Unlike much of the surrounding land, which is owned by the Duchy of Cornwall, Tavistock largely belongs to its residents. The Abbey originally had extensive estates here. With the dissolution of the monasteries in 1539, however, these were given to John Russell, one of Henry VIII’s (and Henry VII’s) ‘fixers’. Russell ultimately became the Earl of Bedford and the Russell family, later becoming Dukes, owned most of the area for almost 400 years. They also owned property in London, hence Tavistock and Russell Squares there.

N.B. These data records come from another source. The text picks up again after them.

//! Progress reporting for fixture loads.

use indicatif::{ProgressBar, ProgressStyle};

const PROGRESS_TEMPLATE: &str = "{msg} [{bar:40.cyan/blue}] {pos}/{len} ({eta})";

/// Observer notified while fixtures load.
///
/// Sinks are purely observational. They are shared across concurrently
/// loading fixtures, so every method takes `&self`.
pub trait LoadProgress: Send + Sync {
	/// Called once with the number of fixtures about to load.
	fn start(&self, total: u64);

	/// Called before a fixture starts loading.
	fn describe(&self, fixture: &str);

	/// Called after a fixture finished loading.
	fn advance(&self);

	/// Called once after the last fixture loaded.
	fn finish(&self);
}

/// Terminal progress bar backed by [`indicatif`].
#[derive(Debug, Clone)]
pub struct ProgressBarReporter {
	bar: ProgressBar,
}

impl ProgressBarReporter {
	/// Creates a reporter drawing to stderr.
	pub fn new() -> Self {
		Self::with_bar(ProgressBar::new(0))
	}

	/// Creates a reporter drawing through an existing bar.
	pub fn with_bar(bar: ProgressBar) -> Self {
		let style = ProgressStyle::default_bar()
			.template(PROGRESS_TEMPLATE)
			.unwrap_or_else(|_| ProgressStyle::default_bar())
			.progress_chars("#>-");
		bar.set_style(style);
		Self { bar }
	}

	/// The underlying bar.
	pub fn bar(&self) -> &ProgressBar {
		&self.bar
	}
}

impl Default for ProgressBarReporter {
	fn default() -> Self {
		Self::new()
	}
}

impl LoadProgress for ProgressBarReporter {
	fn start(&self, total: u64) {
		self.bar.set_length(total);
		self.bar.set_position(0);
		self.bar.set_message("Loading fixtures");
	}

	fn describe(&self, fixture: &str) {
		self.bar.set_message(format!("Loading {}", fixture));
	}

	fn advance(&self) {
		self.bar.inc(1);
	}

	fn finish(&self) {
		self.bar.finish_with_message("Done");
	}
}
//! Concrete collaborator implementations.

pub mod sqlx;

pub use self::sqlx::{SqlxDatabase, SqlxTransaction, install_drivers};
#[cfg(test)]
mod tests {
	use super::*;
	use crate::schema::{Dialect, FixtureRow};
	use async_trait::async_trait;
	use parking_lot::Mutex;
	use rstest::rstest;

	#[derive(Default)]
	struct StubDatabase {
		statements: Mutex<Vec<String>>,
	}

	#[async_trait]
	impl SqlExecutor for StubDatabase {
		fn dialect(&self) -> Dialect {
			Dialect::Sqlite
		}

		async fn execute(&self, statement: &str) -> SeedingResult<u64> {
			self.statements.lock().push(statement.to_string());
			Ok(0)
		}

		async fn insert_rows(&self, table: &str, rows: &[FixtureRow]) -> SeedingResult<u64> {
			self.statements.lock().push(format!("INSERT {}", table));
			Ok(rows.len() as u64)
		}
	}

	#[async_trait]
	impl SchemaInspector for StubDatabase {
		async fn list_tables(&self) -> SeedingResult<Vec<String>> {
			Ok(vec!["users".to_string()])
		}

		async fn references_of(&self, _table: &str) -> SeedingResult<Vec<String>> {
			Ok(Vec::new())
		}
	}

	struct NamedFixture(&'static str);

	#[async_trait]
	impl Fixture for NamedFixture {
		fn name(&self) -> &str {
			self.0
		}

		async fn load(&self, _ctx: &LoadContext, db: &dyn SqlExecutor) -> SeedingResult<()> {
			db.execute(&format!("LOAD {}", self.0)).await?;
			Ok(())
		}
	}

	fn loader(db: &Arc<StubDatabase>) -> FixtureLoader {
		FixtureLoader::new(db.clone(), db.clone())
	}

	// ========================================================================
	// LoadConfig
	// ========================================================================

	#[rstest]
	fn test_config_defaults_all_off() {
		let config = LoadConfig::new();

		assert!(!config.show_progress_bar);
		assert!(!config.reset_auto_increments);
		assert!(!config.truncate_all_tables);
	}

	#[rstest]
	fn test_config_builder_sets_flags() {
		let config = LoadConfig::new()
			.with_progress_bar(true)
			.with_reset_auto_increments(true)
			.with_truncate_all_tables(true);

		assert_eq!(
			config,
			LoadConfig {
				show_progress_bar: true,
				reset_auto_increments: true,
				truncate_all_tables: true,
			}
		);
	}

	#[rstest]
	#[case(r#"{}"#, LoadConfig::new())]
	#[case(
		r#"{"truncate_all_tables": true}"#,
		LoadConfig::new().with_truncate_all_tables(true)
	)]
	#[case(
		r#"{"show_progress_bar": true, "reset_auto_increments": true}"#,
		LoadConfig::new().with_progress_bar(true).with_reset_auto_increments(true)
	)]
	fn test_config_from_settings(#[case] json: &str, #[case] expected: LoadConfig) {
		let config: LoadConfig = serde_json::from_str(json).unwrap();

		assert_eq!(config, expected);
	}

	// ========================================================================
	// Loader
	// ========================================================================

	#[rstest]
	#[tokio::test]
	async fn test_empty_loader_loads_nothing() {
		let db = Arc::new(StubDatabase::default());

		let result = loader(&db).load(&LoadConfig::new()).await.unwrap();

		assert_eq!(result, LoadResult::default());
		assert!(db.statements.lock().is_empty());
	}

	#[rstest]
	#[tokio::test]
	async fn test_builder_accumulates_fixtures() {
		let db = Arc::new(StubDatabase::default());

		let loader = loader(&db)
			.with_fixtures(vec![Arc::new(NamedFixture("a"))])
			.add_fixture(Arc::new(NamedFixture("b")));
		let result = loader.load(&LoadConfig::new()).await.unwrap();

		assert_eq!(loader.fixtures().len(), 2);
		assert_eq!(result.fixtures_loaded, vec!["a", "b"]);
		assert_eq!(*db.statements.lock(), vec!["LOAD a", "LOAD b"]);
	}

	#[rstest]
	#[tokio::test]
	async fn test_unknown_name_is_not_found() {
		let db = Arc::new(StubDatabase::default());
		let loader = loader(&db).with_fixtures(vec![Arc::new(NamedFixture("a"))]);

		let result = loader.load_fixture_by_name("b").await;

		assert!(matches!(result, Err(SeedingError::FixtureNotFound(ref name)) if name == "b"));
		assert!(db.statements.lock().is_empty());
	}

	#[rstest]
	#[tokio::test]
	async fn test_cancelled_before_start_writes_nothing() {
		let db = Arc::new(StubDatabase::default());
		let token = CancellationToken::new();
		let loader = loader(&db)
			.with_fixtures(vec![Arc::new(NamedFixture("a"))])
			.with_cancellation(token.clone());
		token.cancel();

		let result = loader
			.load(&LoadConfig::new().with_truncate_all_tables(true))
			.await;

		assert!(matches!(result, Err(SeedingError::Cancelled)));
		assert!(db.statements.lock().is_empty());
	}

	#[rstest]
	#[tokio::test]
	async fn test_transaction_unsupported_fails_before_writing() {
		let db = Arc::new(StubDatabase::default());
		let loader = loader(&db).with_fixtures(vec![Arc::new(NamedFixture("a"))]);

		let result = loader.load_in_transaction(&LoadConfig::new()).await;

		assert!(matches!(result, Err(SeedingError::TransactionError(_))));
		assert!(db.statements.lock().is_empty());
	}
}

In 1911, as part of a complex scheme to protect the Bedford fortune from inheritance tax, Herbrand Russell, 11th Duke of Bedford, sold off most of his Tavistock estate. Although his plan never came to fruition, tenants nevertheless bought their properties from the Duke (he loaned two thirds of the money at 4% interest) and Tavistock became a flourishing town of owner occupiers. Interestingly, Herbrand, a keen biologist and President of the Zoological Society of London, introduced North American grey squirrels to Woburn and Regents Parks, as well as gifting them to several other estates, and was thus largely responsible for the obliteration of native red squirrels in most of southern England. He was, however, instrumental in saving the milu deer species from extinction, also by bringing it to Woburn Abbey.

We do our shopping in Boots and Superdrug and buy some gorgeous cakes at Coffee and Cream patisserie. We then head back up the hill to the Apple Pie apartment cottage for a mug of tea and a rest (only ~10,000 steps today).